Data for this task

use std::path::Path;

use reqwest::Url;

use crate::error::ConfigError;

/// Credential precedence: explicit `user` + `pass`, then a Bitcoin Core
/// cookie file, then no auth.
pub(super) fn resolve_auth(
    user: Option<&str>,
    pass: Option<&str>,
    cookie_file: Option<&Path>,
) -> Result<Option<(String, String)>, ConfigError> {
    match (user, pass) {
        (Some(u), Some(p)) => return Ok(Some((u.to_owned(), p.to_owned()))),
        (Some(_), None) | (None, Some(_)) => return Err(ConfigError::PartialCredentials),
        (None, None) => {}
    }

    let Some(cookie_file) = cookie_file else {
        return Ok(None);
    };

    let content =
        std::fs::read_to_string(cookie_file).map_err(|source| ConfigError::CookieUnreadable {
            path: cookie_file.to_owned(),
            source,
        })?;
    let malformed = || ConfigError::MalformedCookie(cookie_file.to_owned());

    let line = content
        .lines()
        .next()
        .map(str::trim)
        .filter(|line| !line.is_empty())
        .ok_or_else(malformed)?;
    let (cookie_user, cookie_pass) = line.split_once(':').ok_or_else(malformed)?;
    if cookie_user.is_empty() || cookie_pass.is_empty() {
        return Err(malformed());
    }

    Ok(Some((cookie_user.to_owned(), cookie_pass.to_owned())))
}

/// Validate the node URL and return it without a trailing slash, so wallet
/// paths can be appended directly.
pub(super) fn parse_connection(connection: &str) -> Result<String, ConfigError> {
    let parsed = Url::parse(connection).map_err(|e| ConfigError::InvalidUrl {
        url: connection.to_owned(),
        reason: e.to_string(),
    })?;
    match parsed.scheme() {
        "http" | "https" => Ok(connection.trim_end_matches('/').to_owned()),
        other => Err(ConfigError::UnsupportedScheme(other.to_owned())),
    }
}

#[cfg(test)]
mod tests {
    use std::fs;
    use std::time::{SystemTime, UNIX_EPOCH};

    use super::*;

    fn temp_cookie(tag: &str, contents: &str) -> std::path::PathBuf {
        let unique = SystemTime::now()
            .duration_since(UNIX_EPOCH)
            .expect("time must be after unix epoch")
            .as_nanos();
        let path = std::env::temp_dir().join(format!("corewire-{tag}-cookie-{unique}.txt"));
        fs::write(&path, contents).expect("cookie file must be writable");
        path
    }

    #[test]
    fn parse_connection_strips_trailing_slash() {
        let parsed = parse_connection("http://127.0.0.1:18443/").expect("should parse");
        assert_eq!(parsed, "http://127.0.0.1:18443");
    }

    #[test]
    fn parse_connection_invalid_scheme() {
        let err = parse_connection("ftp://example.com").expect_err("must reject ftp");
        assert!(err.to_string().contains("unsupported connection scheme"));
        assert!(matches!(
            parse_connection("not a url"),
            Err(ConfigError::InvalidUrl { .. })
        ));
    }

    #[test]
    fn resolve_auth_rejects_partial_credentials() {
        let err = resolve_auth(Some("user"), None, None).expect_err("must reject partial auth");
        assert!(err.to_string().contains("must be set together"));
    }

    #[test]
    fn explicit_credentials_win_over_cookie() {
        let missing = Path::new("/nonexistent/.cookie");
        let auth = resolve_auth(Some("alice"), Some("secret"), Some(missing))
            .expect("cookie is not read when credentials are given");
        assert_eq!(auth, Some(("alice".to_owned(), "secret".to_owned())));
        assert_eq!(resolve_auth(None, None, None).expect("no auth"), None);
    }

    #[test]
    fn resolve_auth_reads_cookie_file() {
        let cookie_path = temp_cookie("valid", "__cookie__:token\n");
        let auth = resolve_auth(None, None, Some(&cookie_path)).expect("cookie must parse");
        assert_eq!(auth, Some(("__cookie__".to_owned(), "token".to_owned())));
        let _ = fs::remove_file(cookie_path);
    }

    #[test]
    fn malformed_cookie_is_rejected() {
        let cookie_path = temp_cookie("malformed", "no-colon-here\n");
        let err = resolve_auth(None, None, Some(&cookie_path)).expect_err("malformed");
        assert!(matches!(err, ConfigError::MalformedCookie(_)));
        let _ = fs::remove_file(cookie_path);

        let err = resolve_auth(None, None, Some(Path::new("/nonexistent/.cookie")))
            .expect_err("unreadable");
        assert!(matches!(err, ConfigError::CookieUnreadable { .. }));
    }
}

Task prompt
Give back each record exactly, from the first line through the last.

Solution for this problem
use std::path::Path;

use reqwest::Url;

use crate::error::ConfigError;

/// Credential precedence: explicit `user` + `pass`, then a Bitcoin Core
/// cookie file, then no auth.
pub(super) fn resolve_auth(
    user: Option<&str>,
    pass: Option<&str>,
    cookie_file: Option<&Path>,
) -> Result<Option<(String, String)>, ConfigError> {
    match (user, pass) {
        (Some(u), Some(p)) => return Ok(Some((u.to_owned(), p.to_owned()))),
        (Some(_), None) | (None, Some(_)) => return Err(ConfigError::PartialCredentials),
        (None, None) => {}
    }

    let Some(cookie_file) = cookie_file else {
        return Ok(None);
    };

    let content =
        std::fs::read_to_string(cookie_file).map_err(|source| ConfigError::CookieUnreadable {
            path: cookie_file.to_owned(),
            source,
        })?;
    let malformed = || ConfigError::MalformedCookie(cookie_file.to_owned());

    let line = content
        .lines()
        .next()
        .map(str::trim)
        .filter(|line| !line.is_empty())
        .ok_or_else(malformed)?;
    let (cookie_user, cookie_pass) = line.split_once(':').ok_or_else(malformed)?;
    if cookie_user.is_empty() || cookie_pass.is_empty() {
        return Err(malformed());
    }

    Ok(Some((cookie_user.to_owned(), cookie_pass.to_owned())))
}

/// Validate the node URL and return it without a trailing slash, so wallet
/// paths can be appended directly.
pub(super) fn parse_connection(connection: &str) -> Result<String, ConfigError> {
    let parsed = Url::parse(connection).map_err(|e| ConfigError::InvalidUrl {
        url: connection.to_owned(),
        reason: e.to_string(),
    })?;
    match parsed.scheme() {
        "http" | "https" => Ok(connection.trim_end_matches('/').to_owned()),
        other => Err(ConfigError::UnsupportedScheme(other.to_owned())),
    }
}

#[cfg(test)]
mod tests {
    use std::fs;
    use std::time::{SystemTime, UNIX_EPOCH};

    use super::*;

    fn temp_cookie(tag: &str, contents: &str) -> std::path::PathBuf {
        let unique = SystemTime::now()
            .duration_since(UNIX_EPOCH)
            .expect("time must be after unix epoch")
            .as_nanos();
        let path = std::env::temp_dir().join(format!("corewire-{tag}-cookie-{unique}.txt"));
        fs::write(&path, contents).expect("cookie file must be writable");
        path
    }

    #[test]
    fn parse_connection_strips_trailing_slash() {
        let parsed = parse_connection("http://127.0.0.1:18443/").expect("should parse");
        assert_eq!(parsed, "http://127.0.0.1:18443");
    }

    #[test]
    fn parse_connection_invalid_scheme() {
        let err = parse_connection("ftp://example.com").expect_err("must reject ftp");
        assert!(err.to_string().contains("unsupported connection scheme"));
        assert!(matches!(
            parse_connection("not a url"),
            Err(ConfigError::InvalidUrl { .. })
        ));
    }

    #[test]
    fn resolve_auth_rejects_partial_credentials() {
        let err = resolve_auth(Some("user"), None, None).expect_err("must reject partial auth");
        assert!(err.to_string().contains("must be set together"));
    }

    #[test]
    fn explicit_credentials_win_over_cookie() {
        let missing = Path::new("/nonexistent/.cookie");
        let auth = resolve_auth(Some("alice"), Some("secret"), Some(missing))
            .expect("cookie is not read when credentials are given");
        assert_eq!(auth, Some(("alice".to_owned(), "secret".to_owned())));
        assert_eq!(resolve_auth(None, None, None).expect("no auth"), None);
    }

    #[test]
    fn resolve_auth_reads_cookie_file() {
        let cookie_path = temp_cookie("valid", "__cookie__:token\n");
        let auth = resolve_auth(None, None, Some(&cookie_path)).expect("cookie must parse");
        assert_eq!(auth, Some(("__cookie__".to_owned(), "token".to_owned())));
        let _ = fs::remove_file(cookie_path);
    }

    #[test]
    fn malformed_cookie_is_rejected() {
        let cookie_path = temp_cookie("malformed", "no-colon-here\n");
        let err = resolve_auth(None, None, Some(&cookie_path)).expect_err("malformed");
        assert!(matches!(err, ConfigError::MalformedCookie(_)));
        let _ = fs::remove_file(cookie_path);

        let err = resolve_auth(None, None, Some(Path::new("/nonexistent/.cookie")))
            .expect_err("unreadable");
        assert!(matches!(err, ConfigError::CookieUnreadable { .. }));
    }
}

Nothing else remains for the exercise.